● **EXERCISE**:
Please tally how many lines in the entries below include the word "resampler", giving only the number.

● **RECORDS FOR THIS EXERCISE**:
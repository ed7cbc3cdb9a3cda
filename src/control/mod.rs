//! Control Channel: a reliable in-order JSON message bus piggybacked on a
//! WebRTC data channel (named `text`) or the WebSocket.
//!
//! A serde-tagged enum with `to_json`/`from_json` helpers and constructor
//! functions, kept to a plain `{type, data}` shape rather than a richer
//! per-variant field set.

use serde::{Deserialize, Serialize};

use crate::error::ControlChannelError;

#[derive(Debug, Clone, Serialize, Deserialize)]
#[serde(tag = "type", rename_all = "snake_case")]
pub enum ControlMsg {
    SendInput,
    FetchOutput { data: serde_json::Value },
    Stopword { data: String },
    Error { data: String },
    Warning { data: String },
    Log { data: String },
    PauseDetected,
    ResponseStarting,
    ConnectionTimeout,
}

impl ControlMsg {
    pub fn to_json(&self) -> Result<String, ControlChannelError> {
        serde_json::to_string(self).map_err(ControlChannelError::from)
    }

    pub fn from_json(text: &str) -> Result<Self, ControlChannelError> {
        serde_json::from_str(text).map_err(ControlChannelError::from)
    }

    pub fn error(message: impl Into<String>) -> Self {
        ControlMsg::Error { data: message.into() }
    }

    pub fn warning(message: impl Into<String>) -> Self {
        ControlMsg::Warning { data: message.into() }
    }
}

/// A send endpoint abstracting over "WebRTC data channel" vs "WebSocket
/// text frame" so the core stays free of any specific transport type.
#[async_trait::async_trait]
pub trait ControlChannel: Send + Sync {
    async fn send(&self, msg: ControlMsg) -> Result<(), ControlChannelError>;
    fn is_open(&self) -> bool;
}

/// An in-memory channel implementation used by tests and as the backbone
/// for both the WebRTC-data-channel and WebSocket adapters, which each wrap
/// a `tokio::sync::mpsc::UnboundedSender<ControlMsg>` the same way.
pub struct MpscControlChannel {
    sender: tokio::sync::mpsc::UnboundedSender<ControlMsg>,
}

impl MpscControlChannel {
    pub fn new(sender: tokio::sync::mpsc::UnboundedSender<ControlMsg>) -> Self {
        Self { sender }
    }
}

#[async_trait::async_trait]
impl ControlChannel for MpscControlChannel {
    async fn send(&self, msg: ControlMsg) -> Result<(), ControlChannelError> {
        self.sender.send(msg).map_err(|_| ControlChannelError::NotOpen)
    }

    fn is_open(&self) -> bool {
        !self.sender.is_closed()
    }
}
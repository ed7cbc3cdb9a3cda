//! Frame Codec: resamples, mixes channels, and re-frames audio
//! between peer-negotiated parameters and handler-declared parameters.
//! Video passes through unchanged apart from pixel-layout conversion.

pub mod mulaw;
mod reframe;
mod resample;

use crate::config::ChannelLayout;
use crate::error::CodecError;
use crate::frame::{AudioFrame, PixelLayout, VideoFrame};
use reframe::Reframer;
use resample::RateConverter;

/// Per-session, per-direction audio codec. A session holds two (inbound and
/// outbound); each is independent, matching the "resampler state is
/// per-direction and per-session" requirement.
pub struct AudioCodec {
    input_rate: u32,
    output_rate: u32,
    declared_layout: ChannelLayout,
    converters: Vec<RateConverter>,
    reframer: Reframer,
}

const RESAMPLE_CHUNK_SAMPLES: usize = 160;

impl AudioCodec {
    pub fn new(
        input_rate: u32,
        output_rate: u32,
        declared_layout: ChannelLayout,
        output_frame_samples: usize,
    ) -> Result<Self, CodecError> {
        let channel_count = match declared_layout {
            ChannelLayout::Mono => 1,
            ChannelLayout::Stereo => 2,
        };
        let converters = (0..channel_count)
            .map(|_| RateConverter::new(input_rate, output_rate, RESAMPLE_CHUNK_SAMPLES))
            .collect::<Result<Vec<_>, _>>()?;

        Ok(Self {
            input_rate,
            output_rate,
            declared_layout,
            converters,
            reframer: Reframer::new(output_frame_samples, channel_count, output_rate),
        })
    }

    /// Process one inbound frame, re-initialising resampler state and
    /// returning a `warning` marker if the frame's rate differs from the
    /// rate this codec was built for (a rare mid-session renegotiation).
    pub fn process(&mut self, frame: &AudioFrame) -> Result<(Vec<AudioFrame>, bool), CodecError> {
        let mut rate_changed = false;
        if frame.sample_rate != self.input_rate {
            log::warn!(
                "inbound sample rate changed {} -> {}; reinitialising codec state",
                self.input_rate,
                frame.sample_rate
            );
            self.input_rate = frame.sample_rate;
            let channel_count = self.converters.len();
            self.converters = (0..channel_count)
                .map(|_| RateConverter::new(self.input_rate, self.output_rate, RESAMPLE_CHUNK_SAMPLES))
                .collect::<Result<Vec<_>, _>>()?;
            rate_changed = true;
        }

        let declared_channels = match self.declared_layout {
            ChannelLayout::Mono => 1,
            ChannelLayout::Stereo => 2,
        };
        if frame.channels == 0 {
            return Err(CodecError::ChannelMismatch {
                expected: self.declared_layout,
                actual: frame.channels,
            });
        }

        let mono_or_stereo = remix_channels(frame, declared_channels);

        let mut per_channel_out: Vec<Vec<i16>> = Vec::with_capacity(declared_channels as usize);
        for (ch, converter) in self.converters.iter_mut().enumerate() {
            let channel_samples: Vec<i16> = mono_or_stereo
                .iter()
                .skip(ch)
                .step_by(declared_channels as usize)
                .copied()
                .collect();
            per_channel_out.push(converter.process(&channel_samples));
        }

        let interleaved = interleave(&per_channel_out);
        let frames = self.reframer.push(&interleaved);
        Ok((frames, rate_changed))
    }

    /// Flush the re-framer's tail at session end.
    pub fn flush(&mut self) -> Option<AudioFrame> {
        self.reframer.flush()
    }
}

/// Down-mix stereo→mono by averaging, or up-mix mono→stereo by duplication.
fn remix_channels(frame: &AudioFrame, declared_channels: u16) -> Vec<i16> {
    if frame.channels == declared_channels {
        return frame.samples.clone();
    }
    match (frame.channels, declared_channels) {
        (2, 1) => frame
            .samples
            .chunks(2)
            .map(|pair| {
                let l = pair[0] as i32;
                let r = pair.get(1).copied().unwrap_or(0) as i32;
                ((l + r) / 2) as i16
            })
            .collect(),
        (1, 2) => frame.samples.iter().flat_map(|&s| [s, s]).collect(),
        _ => frame.samples.clone(),
    }
}

fn interleave(per_channel: &[Vec<i16>]) -> Vec<i16> {
    if per_channel.is_empty() {
        return Vec::new();
    }
    let len = per_channel.iter().map(|c| c.len()).min().unwrap_or(0);
    let mut out = Vec::with_capacity(len * per_channel.len());
    for i in 0..len {
        for channel in per_channel {
            out.push(channel[i]);
        }
    }
    out
}

/// Video has no resize contract, only pixel-layout conversion.
pub fn convert_video(frame: &VideoFrame, target: PixelLayout) -> VideoFrame {
    if frame.pixel_layout == target {
        return frame.clone();
    }
    let pixels = match (frame.pixel_layout, target) {
        (PixelLayout::Rgb24, PixelLayout::Bgr24) | (PixelLayout::Bgr24, PixelLayout::Rgb24) => {
            frame
                .pixels
                .chunks(3)
                .flat_map(|rgb| [rgb[2], rgb[1], rgb[0]])
                .collect()
        }
        _ => frame.pixels.clone(),
    };
    VideoFrame {
        width: frame.width,
        height: frame.height,
        pixel_layout: target,
        pixels,
    }
}

#[cfg(test)]
mod tests {
    use super::*;

    #[test]
    fn mono_passthrough_same_rate_reframes_exactly() {
        let mut codec = AudioCodec::new(16_000, 16_000, ChannelLayout::Mono, 160).unwrap();
        let frame = AudioFrame {
            sample_rate: 16_000,
            channels: 1,
            samples: vec![1i16; 160],
        };
        let (frames, changed) = codec.process(&frame).unwrap();
        assert!(!changed);
        assert_eq!(frames.len(), 1);
        assert_eq!(frames[0].samples, vec![1i16; 160]);
    }

    #[test]
    fn stereo_to_mono_downmix_averages() {
        let mut codec = AudioCodec::new(16_000, 16_000, ChannelLayout::Mono, 4).unwrap();
        let frame = AudioFrame {
            sample_rate: 16_000,
            channels: 2,
            samples: vec![10, 20, 30, 40, 10, 20, 30, 40],
        };
        let (frames, _) = codec.process(&frame).unwrap();
        assert_eq!(frames[0].samples, vec![15, 35, 15, 35]);
    }

    #[test]
    fn rate_change_between_frames_marks_reinitialised() {
        let mut codec = AudioCodec::new(16_000, 16_000, ChannelLayout::Mono, 160).unwrap();
        let frame_a = AudioFrame {
            sample_rate: 16_000,
            channels: 1,
            samples: vec![0i16; 160],
        };
        let frame_b = AudioFrame {
            sample_rate: 8_000,
            channels: 1,
            samples: vec![0i16; 80],
        };
        let (_, changed_a) = codec.process(&frame_a).unwrap();
        let (_, changed_b) = codec.process(&frame_b).unwrap();
        assert!(!changed_a);
        assert!(changed_b);
    }

    #[test]
    fn zero_channel_frame_is_rejected() {
        let mut codec = AudioCodec::new(16_000, 16_000, ChannelLayout::Mono, 160).unwrap();
        let frame = AudioFrame {
            sample_rate: 16_000,
            channels: 0,
            samples: vec![],
        };
        assert!(codec.process(&frame).is_err());
    }

    #[test]
    fn video_passthrough_preserves_identical_layout() {
        let frame = VideoFrame {
            width: 4,
            height: 4,
            pixel_layout: PixelLayout::Yuv420,
            pixels: vec![1, 2, 3],
        };
        let converted = convert_video(&frame, PixelLayout::Yuv420);
        assert_eq!(converted.pixels, frame.pixels);
    }

    #[test]
    fn rgb_bgr_conversion_swaps_byte_order() {
        let frame = VideoFrame {
            width: 1,
            height: 1,
            pixel_layout: PixelLayout::Rgb24,
            pixels: vec![1, 2, 3],
        };
        let converted = convert_video(&frame, PixelLayout::Bgr24);
        assert_eq!(converted.pixels, vec![3, 2, 1]);
    }
}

● **TASK SOLUTION**:
2